Problem description
After locating the line with "use native_db::*;" in the data that follows, return it and every later line exactly, up to and including the line with "fn pk(&self) ->".

---- Records supplied

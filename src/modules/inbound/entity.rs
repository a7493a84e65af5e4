// Copyright © 2025 mailroom.dev
// Licensed under Mailroom License Agreement v1.0
// Unauthorized copying, modification, or distribution is prohibited.

use crate::modules::database::manager::DB_MANAGER;
use crate::modules::database::{
    delete_impl, insert_impl, list_all_impl, secondary_find_impl, update_impl,
};
use crate::modules::error::code::ErrorCode;
use crate::modules::error::MailroomResult;
use crate::{id, raise_error, utc_now};
use native_db::*;
use native_model::{native_model, Model};
use serde::{Deserialize, Serialize};

/// The spam-processing queue: one row per accepted inbound message, deleted
/// on successful ingestion. Failed rows keep their error and are rescanned.
#[derive(Clone, Debug, Default, Eq, PartialEq, Deserialize, Serialize)]
#[native_model(id = 14, version = 1)]
#[native_db(primary_key(pk -> String))]
pub struct InboundMessage {
    #[secondary_key(unique)]
    pub id: u64,

    #[secondary_key]
    pub mailbox_id: u64,

    pub raw_data: Vec<u8>,

    pub error_message: Option<String>,

    /// Import context carried through retries.
    pub is_import: bool,
    pub is_import_sender: bool,
    pub imap_labels: Vec<String>,
    pub imap_flags: Vec<String>,

    pub created_at: i64,
    pub updated_at: i64,
}

impl InboundMessage {
    fn pk(&self) -> String {
        format!("{}_{}", self.created_at, self.id)
    }

    pub fn new(mailbox_id: u64, raw_data: Vec<u8>) -> Self {
        Self {
            id: id!(64),
            mailbox_id,
            raw_data,
            error_message: None,
            is_import: false,
            is_import_sender: false,
            imap_labels: Vec::new(),
            imap_flags: Vec::new(),
            created_at: utc_now!(),
            updated_at: utc_now!(),
        }
    }

    pub async fn get(id: u64) -> MailroomResult<Option<InboundMessage>> {
        secondary_find_impl(DB_MANAGER.meta_db(), InboundMessageKey::id, id).await
    }

    pub async fn save(self) -> MailroomResult<()> {
        insert_impl(DB_MANAGER.meta_db(), self).await
    }

    pub async fn list_all() -> MailroomResult<Vec<InboundMessage>> {
        list_all_impl(DB_MANAGER.meta_db()).await
    }

    pub async fn set_error(id: u64, error_message: String) -> MailroomResult<()> {
        update_impl(
            DB_MANAGER.meta_db(),
            move |rw| {
                rw.get()
                    .secondary::<InboundMessage>(InboundMessageKey::id, id)
                    .map_err(|e| raise_error!(format!("{:#?}", e), ErrorCode::InternalError))?
                    .ok_or_else(|| {
                        raise_error!(
                            format!("Inbound message with id={} not found", id),
                            ErrorCode::ResourceNotFound
                        )
                    })
            },
            move |current| {
                let mut updated = current.clone();
                updated.error_message = Some(error_message);
                updated.updated_at = utc_now!();
                Ok(updated)
            },
        )
        .await?;
        Ok(())
    }

    pub async fn delete(id: u64) -> MailroomResult<()> {
        delete_impl(DB_MANAGER.meta_db(), move |rw| {
            rw.get()
                .secondary::<InboundMessage>(InboundMessageKey::id, id)
                .map_err(|e| raise_error!(format!("{:#?}", e), ErrorCode::InternalError))?
                .ok_or_else(|| {
                    raise_error!(
                        format!("Inbound message with id={} not found", id),
                        ErrorCode::ResourceNotFound
                    )
                })
        })
        .await
    }
}
use std::sync::Arc;

use native_db::Builder;
use serde::{Deserialize, Serialize};

use crate::modules::scheduler::{
    model::TaskStatus,
    nativedb::{meta::NativeDbTaskStore, TASK_MODELS},
    store::TaskStore,
};

use super::task::Task;

#[derive(Debug, Clone, Serialize, Deserialize)]
struct NoopTask;

impl Task for NoopTask {
    const TASK_KEY: &'static str = "noop_task_key";
    const TASK_QUEUE: &'static str = "noop_queue";

    fn delay_seconds(&self) -> u32 {
        0
    }

    fn run(self, _task_id: u64) -> super::task::TaskFuture {
        Box::pin(async move { Ok(()) })
    }
}

fn memory_store() -> NativeDbTaskStore {
    let db = Builder::new().create_in_memory(&TASK_MODELS).unwrap();
    NativeDbTaskStore::init(Arc::new(db))
}

#[tokio::test]
async fn test_fetch_pending_marks_running() {
    let store = Arc::new(memory_store());
    let mut meta = NoopTask.new_meta();
    meta.next_run = 0;
    store.store_task(meta.clone()).await.unwrap();

    let fetched = store.fetch_pending_tasks().await.unwrap();
    assert_eq!(fetched.len(), 1);
    assert_eq!(fetched[0].id, meta.id);

    // A second fetch must not hand the same task out again.
    let fetched = store.fetch_pending_tasks().await.unwrap();
    assert!(fetched.is_empty());
}

#[tokio::test]
async fn test_failed_task_is_rescheduled_until_max_retries() {
    let store = Arc::new(memory_store());
    let mut meta = NoopTask.new_meta();
    meta.next_run = 0;
    store.store_task(meta.clone()).await.unwrap();
    let fetched = store.fetch_pending_tasks().await.unwrap();
    assert_eq!(fetched.len(), 1);

    store
        .update_task_execution_status(
            meta.id,
            false,
            Some("boom".into()),
            Some(12),
            Some(1),
            Some(0),
        )
        .await
        .unwrap();
    let restored = NativeDbTaskStore::get(&store.store, meta.id)
        .await
        .unwrap()
        .unwrap();
    assert_eq!(restored.status, TaskStatus::Scheduled);
    assert_eq!(restored.last_error.as_deref(), Some("boom"));

    // No next_run means retries are exhausted and the task stays failed.
    store
        .update_task_execution_status(meta.id, false, Some("boom".into()), Some(12), Some(3), None)
        .await
        .unwrap();
    let restored = NativeDbTaskStore::get(&store.store, meta.id)
        .await
        .unwrap()
        .unwrap();
    assert_eq!(restored.status, TaskStatus::Failed);
}

#[tokio::test]
async fn test_restore_reschedules_running_tasks() {
    let store = memory_store();
    let mut meta = NoopTask.new_meta();
    meta.next_run = 0;
    NativeDbTaskStore::store_one(&store.store, meta.clone())
        .await
        .unwrap();
    let _ = NativeDbTaskStore::fetch_pending_tasks(&store.store)
        .await
        .unwrap();

    NativeDbTaskStore::restore(&store.store).await.unwrap();
    let restored = NativeDbTaskStore::get(&store.store, meta.id)
        .await
        .unwrap()
        .unwrap();
    assert_eq!(restored.status, TaskStatus::Scheduled);
}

--------

Problem solution
use native_db::*;
use native_model::{native_model, Model};
use serde::{Deserialize, Serialize};

/// The spam-processing queue: one row per accepted inbound message, deleted
/// on successful ingestion. Failed rows keep their error and are rescanned.
#[derive(Clone, Debug, Default, Eq, PartialEq, Deserialize, Serialize)]
#[native_model(id = 14, version = 1)]
#[native_db(primary_key(pk -> String))]
pub struct InboundMessage {
    #[secondary_key(unique)]
    pub id: u64,

    #[secondary_key]
    pub mailbox_id: u64,

    pub raw_data: Vec<u8>,

    pub error_message: Option<String>,

    /// Import context carried through retries.
    pub is_import: bool,
    pub is_import_sender: bool,
    pub imap_labels: Vec<String>,
    pub imap_flags: Vec<String>,

    pub created_at: i64,
    pub updated_at: i64,
}

impl InboundMessage {
    fn pk(&self) -> String {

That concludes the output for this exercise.